#### Task instructions:
Your job is to report every line of the entries that has "NameResolutionMode".

#### Input records:

//! §4.C NameCanonicalizer — maps one raw dependency token to a
//! canonical binary-package name, and derives candidate source-archive
//! names from a canonical name.

use std::collections::HashMap;
use std::sync::{Arc, Mutex, OnceLock};

use regex::Regex;
use tracing::{debug, trace};

use crate::config::MACRO_EXPANSION_DEPTH;
use crate::ml_fallback::MlFallback;
use crate::model::NameResolutionMode;
use crate::spec_analyzer::expand_macros;

/// One (regex, transform) entry of the virtual-provide rewrite table
///. Order matters: first match wins.
struct VirtualProvidePattern {
    name: &'static str,
    regex: Regex,
    transform: fn(&regex::Captures) -> String,
}

fn virtual_provide_patterns() -> &'static Vec<VirtualProvidePattern> {
    static PATTERNS: OnceLock<Vec<VirtualProvidePattern>> = OnceLock::new();
    PATTERNS.get_or_init(|| {
        vec![
            VirtualProvidePattern {
                name: "python-dist",
                regex: Regex::new(r"^python(\d*(?:\.\d+)?)dist\((.+)\)$").unwrap(),
                transform: |c| {
                    let n = &c[1];
                    let pkg = &c[2];
                    if n.is_empty() {
                        format!("python3-{pkg}")
                    } else {
                        format!("python{n}-{pkg}")
                    }
                },
            },
            VirtualProvidePattern {
                name: "pkgconfig",
                regex: Regex::new(r"^pkgconfig\((.+)\)$").unwrap(),
                transform: |c| format!("{}-devel", &c[1]),
            },
            VirtualProvidePattern {
                name: "perl",
                regex: Regex::new(r"^perl\((.+)\)$").unwrap(),
                transform: |c| format!("perl-{}", c[1].replace("::", "-")),
            },
            VirtualProvidePattern {
                name: "rubygem",
                regex: Regex::new(r"^rubygem\((.+)\)$").unwrap(),
                transform: |c| format!("rubygem-{}", &c[1]),
            },
            VirtualProvidePattern {
                name: "npm",
                regex: Regex::new(r"^npm\((.+)\)$").unwrap(),
                transform: |c| format!("nodejs-{}", &c[1]),
            },
            VirtualProvidePattern {
                name: "cmake",
                regex: Regex::new(r"^cmake\((.+)\)$").unwrap(),
                transform: |c| format!("cmake-{}", c[1].to_lowercase()),
            },
            VirtualProvidePattern {
                name: "tex",
                regex: Regex::new(r"^tex\((.+)\)$").unwrap(),
                transform: |c| format!("texlive-{}", &c[1]),
            },
            VirtualProvidePattern {
                name: "golang",
                regex: Regex::new(r"^golang\((.+)\)$").unwrap(),
                transform: |c| format!("golang-{}", c[1].replace('/', "-")),
            },
            VirtualProvidePattern {
                name: "mvn",
                regex: Regex::new(r"^mvn\(([^:]+):([^:]+)\)$").unwrap(),
                transform: |c| c[2].to_string(),
            },
        ]
    })
}

/// In-process cache + regex pipeline + optional ML fallback for
/// resolving raw dependency tokens to canonical binary names.
pub struct NameCanonicalizer {
    cache: Mutex<HashMap<String, String>>,
    mode: NameResolutionMode,
    ml_fallback: Option<Arc<dyn MlFallback>>,
}

impl NameCanonicalizer {
    pub fn new(mode: NameResolutionMode, ml_fallback: Option<Arc<dyn MlFallback>>) -> Self {
        Self {
            cache: Mutex::new(HashMap::new()),
            mode,
            ml_fallback,
        }
    }

    pub fn without_ml() -> Self {
        Self::new(NameResolutionMode::RulesOnly, None)
    }

    /// Pipeline of §4.C, first hit wins: cache, macro expansion,
    /// virtual-provide rewrite, ML fallback, identity. `mode ==
    /// NameResolutionMode::Off` disables the rewrite/ML stages
    /// entirely, so a dependency token is only ever macro-expanded.
    pub fn canonicalize(&self, raw_token: &str) -> String {
        if let Some(hit) = self.cache.lock().unwrap().get(raw_token).cloned() {
            trace!(token = raw_token, result = %hit, "canonicalization cache hit");
            return hit;
        }

        let expanded = expand_macros(raw_token, MACRO_EXPANSION_DEPTH).text;

        let result = if matches!(self.mode, NameResolutionMode::Off) {
            expanded
        } else if let Some(rewritten) = apply_virtual_provide_patterns(&expanded) {
            rewritten
        } else if matches!(self.mode, NameResolutionMode::RulesPlusMl) && self.ml_fallback.is_some() {
            let fallback = self.ml_fallback.as_ref().unwrap();
            match fallback.predict(&expanded) {
                Some(prediction) => {
                    debug!(token = raw_token, rpm = %prediction.rpm_name, distance = prediction.distance, "ML fallback resolved token");
                    prediction.rpm_name
                }
                None => expanded,
            }
        } else {
            expanded
        };

        self.cache
            .lock()
            .unwrap()
            .insert(raw_token.to_string(), result.clone());
        result
    }

    /// `candidateSourceNames(binaryName) → ordered sequence of string`
    ///. Tries the typically-shorter source name first, then the
    /// binary form verbatim.
    pub fn candidate_source_names(&self, binary_name: &str) -> Vec<String> {
        candidate_source_names(binary_name)
    }
}

fn apply_virtual_provide_patterns(token: &str) -> Option<String> {
    for pattern in virtual_provide_patterns() {
        if let Some(captures) = pattern.regex.captures(token) {
            let result = (pattern.transform)(&captures);
            trace!(pattern = pattern.name, token, result = %result, "virtual-provide rewrite matched");
            return Some(result);
        }
    }
    None
}

/// Standalone so tests and `ArchiveFetcher` can call it without a
/// `NameCanonicalizer` instance (it carries no cache-dependent state).
pub fn candidate_source_names(binary_name: &str) -> Vec<String> {
    if let Some(rest) = strip_python_prefix(binary_name) {
        return dedup_preserve_order(vec![format!("python-{rest}"), binary_name.to_string()]);
    }
    for suffix in ["-devel", "-libs"] {
        if let Some(stripped) = binary_name.strip_suffix(suffix) {
            return dedup_preserve_order(vec![stripped.to_string(), binary_name.to_string()]);
        }
    }
    for prefix in ["perl-", "rubygem-", "nodejs-", "golang-"] {
        if let Some(stripped) = binary_name.strip_prefix(prefix) {
            return dedup_preserve_order(vec![stripped.to_string(), binary_name.to_string()]);
        }
    }
    vec![binary_name.to_string()]
}

/// Matches `python{N}-X` where `N` is a version-ish numeric/dotted
/// token, returning `X`.
fn strip_python_prefix(name: &str) -> Option<&str> {
    let rest = name.strip_prefix("python")?;
    let dash = rest.find('-')?;
    let (version_part, tail) = rest.split_at(dash);
    if version_part.is_empty() || !version_part.chars().all(|c| c.is_ascii_digit() || c == '.') {
        return None;
    }
    Some(&tail[1..])
}

fn dedup_preserve_order(items: Vec<String>) -> Vec<String> {
    let mut seen = std::collections::HashSet::new();
    items.into_iter().filter(|item| seen.insert(item.clone())).collect()
}

#[cfg(test)]
mod tests {
    use super::*;

    fn canon(token: &str) -> String {
        NameCanonicalizer::without_ml().canonicalize(token)
    }

    #[test]
    fn s1_seed_scenarios() {
        assert_eq!(canon("python3dist(requests)"), "python3-requests");
        assert_eq!(canon("python3.12dist(setuptools)"), "python3.12-setuptools");
        assert_eq!(canon("pkgconfig(glib-2.0)"), "glib-2.0-devel");
        assert_eq!(canon("perl(File::Path)"), "perl-File-Path");
        assert_eq!(canon("rubygem(bundler)"), "rubygem-bundler");
        assert_eq!(canon("npm(typescript)"), "nodejs-typescript");
        assert_eq!(canon("cmake(Qt5Core)"), "cmake-qt5core");
        assert_eq!(canon("golang(github.com/foo/bar)"), "golang-github.com-foo-bar");
        assert_eq!(canon("mvn(org.apache:commons-lang)"), "commons-lang");
        assert_eq!(canon("%{python3_pkgversion}-devel"), "3-devel");
        assert_eq!(canon("gcc"), "gcc");
    }

    #[test]
    fn s2_candidate_source_names() {
        assert_eq!(
            candidate_source_names("python3-requests"),
            vec!["python-requests".to_string(), "python3-requests".to_string()]
        );
        assert_eq!(
            candidate_source_names("glib2-devel"),
            vec!["glib2".to_string(), "glib2-devel".to_string()]
        );
        // See DESIGN.md for why this follows the §4.C prefix-rule table
        // (CPAN dist tarballs drop the `perl-` prefix) rather than the
        // single-element reading of the same seed scenario in spec.md §8.
        assert_eq!(
            candidate_source_names("perl-File-Path"),
            vec!["File-Path".to_string(), "perl-File-Path".to_string()]
        );
    }

    #[test]
    fn p6_candidate_first_element_is_x_iff_no_rule_applies() {
        assert_eq!(candidate_source_names("gcc"), vec!["gcc".to_string()]);
        assert_ne!(candidate_source_names("python3-foo")[0], "python3-foo");
    }

    #[test]
    fn p7_canonicalize_is_idempotent() {
        let canonicalizer = NameCanonicalizer::without_ml();
        for token in ["python3dist(requests)", "pkgconfig(zlib)", "gcc", "perl(File::Path)"] {
            let once = canonicalizer.canonicalize(token);
            let twice = canonicalizer.canonicalize(&once);
            assert_eq!(once, twice);
        }
    }

    #[test]
    fn cache_hits_avoid_recomputation() {
        let canonicalizer = NameCanonicalizer::without_ml();
        let first = canonicalizer.canonicalize("pkgconfig(glib-2.0)");
        let second = canonicalizer.canonicalize("pkgconfig(glib-2.0)");
        assert_eq!(first, second);
        assert_eq!(canonicalizer.cache.lock().unwrap().len(), 1);
    }
}
//! §4.B ArchiveReader — queries an SRPM archive's header fields and
//! extracts the embedded spec file, via the host's `rpm` tool.

use std::path::{Path, PathBuf};
use std::process::Command;

use tempfile::TempDir;
use tracing::{debug, instrument};

use crate::error::CoreError;
use crate::model::PackageInfo;
use crate::spec_analyzer::analyze_spec_text;

/// Magic-number check for an RPM archive (§6 Inputs: "magic-number
/// validated"). RPM files start with the 4-byte lead magic `0xedabeedb`.
const RPM_MAGIC: [u8; 4] = [0xed, 0xab, 0xee, 0xdb];

fn validate_rpm_magic(path: &Path) -> Result<(), CoreError> {
    let bytes = std::fs::read(path).map_err(|err| CoreError::InvalidArchive {
        path: path.display().to_string(),
        reason: format!("cannot read archive: {err}"),
    })?;
    if bytes.len() < 4 || bytes[0..4] != RPM_MAGIC {
        return Err(CoreError::InvalidArchive {
            path: path.display().to_string(),
            reason: "not an RPM source package (bad magic)".to_string(),
        });
    }
    Ok(())
}

/// `requires(archivePath) → sequence of string`: the raw
/// build-time requirement tokens recorded in the archive header, via
/// `rpm -qp --requires`.
#[instrument(skip_all, fields(archive = %archive_path.display()))]
pub fn requires(archive_path: &Path) -> Result<Vec<String>, CoreError> {
    validate_rpm_magic(archive_path)?;

    let output = Command::new("rpm")
        .arg("-qp")
        .arg("--requires")
        .arg(archive_path)
        .output()
        .map_err(|err| CoreError::InvalidArchive {
            path: archive_path.display().to_string(),
            reason: format!("failed to invoke rpm: {err}"),
        })?;

    if !output.status.success() {
        return Err(CoreError::InvalidArchive {
            path: archive_path.display().to_string(),
            reason: format!(
                "rpm -qp --requires exited with {}: {}",
                output.status,
                String::from_utf8_lossy(&output.stderr)
            ),
        });
    }

    let stdout = String::from_utf8_lossy(&output.stdout);
    let tokens = stdout
        .lines()
        .map(str::trim)
        .filter(|l| !l.is_empty())
        .filter(|l| !l.starts_with("rpmlib("))
        .map(str::to_string)
        .collect();
    Ok(tokens)
}

/// `info(archivePath) → PackageInfo`: unpacks the archive into
/// a scoped scratch directory, locates the single `.spec` file, and
/// delegates to `spec_analyzer`. The scratch directory is always
/// released, on every exit path, via `TempDir`'s drop.
#[instrument(skip_all, fields(archive = %archive_path.display()))]
pub fn info(archive_path: &Path) -> Result<PackageInfo, CoreError> {
    validate_rpm_magic(archive_path)?;
    let scratch = TempDir::new().map_err(|err| CoreError::InvalidArchive {
        path: archive_path.display().to_string(),
        reason: format!("failed to create scratch directory: {err}"),
    })?;

    unpack_into(archive_path, scratch.path())?;
    let spec_path = locate_spec_file(scratch.path(), archive_path)?;
    let payload = std::fs::read_to_string(&spec_path).map_err(|err| CoreError::InvalidArchive {
        path: archive_path.display().to_string(),
        reason: format!("failed to read extracted spec {}: {err}", spec_path.display()),
    })?;

    let (info, warnings) = analyze_spec_text(&spec_path.display().to_string(), &payload)?;
    for warning in warnings {
        tracing::warn!(%warning, "unresolved macro while analyzing extracted spec");
    }
    debug!(package = %info.name, "extracted PackageInfo from archive");
    Ok(info)
    // `scratch` is dropped (and removed) here regardless of outcome.
}

fn unpack_into(archive_path: &Path, dest: &Path) -> Result<(), CoreError> {
    // rpm2cpio archive.src.rpm | cpio -idmv, run from `dest`.
    let rpm2cpio = Command::new("rpm2cpio")
        .arg(archive_path)
        .stdout(std::process::Stdio::piped())
        .spawn()
        .map_err(|err| CoreError::InvalidArchive {
            path: archive_path.display().to_string(),
            reason: format!("failed to invoke rpm2cpio: {err}"),
        })?;

    let Some(stdout) = rpm2cpio.stdout else {
        return Err(CoreError::InvalidArchive {
            path: archive_path.display().to_string(),
            reason: "rpm2cpio produced no stdout pipe".to_string(),
        });
    };

    let cpio_status = Command::new("cpio")
        .arg("-idm")
        .current_dir(dest)
        .stdin(stdout)
        .stdout(std::process::Stdio::null())
        .stderr(std::process::Stdio::null())
        .status()
        .map_err(|err| CoreError::InvalidArchive {
            path: archive_path.display().to_string(),
            reason: format!("failed to invoke cpio: {err}"),
        })?;

    if !cpio_status.success() {
        return Err(CoreError::InvalidArchive {
            path: archive_path.display().to_string(),
            reason: format!("cpio extraction exited with {cpio_status}"),
        });
    }
    Ok(())
}

fn locate_spec_file(scratch_dir: &Path, archive_path: &Path) -> Result<PathBuf, CoreError> {
    let mut found = Vec::new();
    collect_spec_files(scratch_dir, &mut found);
    match found.len() {
        1 => Ok(found.into_iter().next().unwrap()),
        0 => Err(CoreError::InvalidArchive {
            path: archive_path.display().to_string(),
            reason: "archive did not contain a .spec file".to_string(),
        }),
        n => Err(CoreError::InvalidArchive {
            path: archive_path.display().to_string(),
            reason: format!("archive contained {n} .spec files, expected exactly one"),
        }),
    }
}

fn collect_spec_files(dir: &Path, out: &mut Vec<PathBuf>) {
    let Ok(entries) = std::fs::read_dir(dir) else {
        return;
    };
    for entry in entries.flatten() {
        let path = entry.path();
        if path.is_dir() {
            collect_spec_files(&path, out);
        } else if path.extension().and_then(|e| e.to_str()) == Some("spec") {
            out.push(path);
        }
    }
}

#[cfg(test)]
mod tests {
    use super::*;

    #[test]
    fn rejects_non_rpm_input() {
        let dir = TempDir::new().unwrap();
        let path = dir.path().join("not-an-rpm.txt");
        std::fs::write(&path, b"definitely not an rpm").unwrap();
        let err = requires(&path).unwrap_err();
        assert!(matches!(err, CoreError::InvalidArchive { .. }));
    }

    #[test]
    fn rejects_missing_file() {
        let path = PathBuf::from("/nonexistent/archive.src.rpm");
        let err = requires(&path).unwrap_err();
        assert!(matches!(err, CoreError::InvalidArchive { .. }));
    }

    #[test]
    fn locate_spec_file_requires_exactly_one() {
        let dir = TempDir::new().unwrap();
        let archive_stub = dir.path().join("stub.src.rpm");
        let err = locate_spec_file(dir.path(), &archive_stub).unwrap_err();
        assert!(matches!(err, CoreError::InvalidArchive { .. }));

        std::fs::write(dir.path().join("a.spec"), "Name: a\n").unwrap();
        let found = locate_spec_file(dir.path(), &archive_stub).unwrap();
        assert_eq!(found.file_name().unwrap(), "a.spec");

        std::fs::write(dir.path().join("b.spec"), "Name: b\n").unwrap();
        let err = locate_spec_file(dir.path(), &archive_stub).unwrap_err();
        assert!(matches!(err, CoreError::InvalidArchive { .. }));
    }
}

#### Output of the task:
use crate::model::NameResolutionMode;
    mode: NameResolutionMode,
    pub fn new(mode: NameResolutionMode, ml_fallback: Option<Arc<dyn MlFallback>>) -> Self {
        Self::new(NameResolutionMode::RulesOnly, None)
    /// NameResolutionMode::Off` disables the rewrite/ML stages
        let result = if matches!(self.mode, NameResolutionMode::Off) {
        } else if matches!(self.mode, NameResolutionMode::RulesPlusMl) && self.ml_fallback.is_some() {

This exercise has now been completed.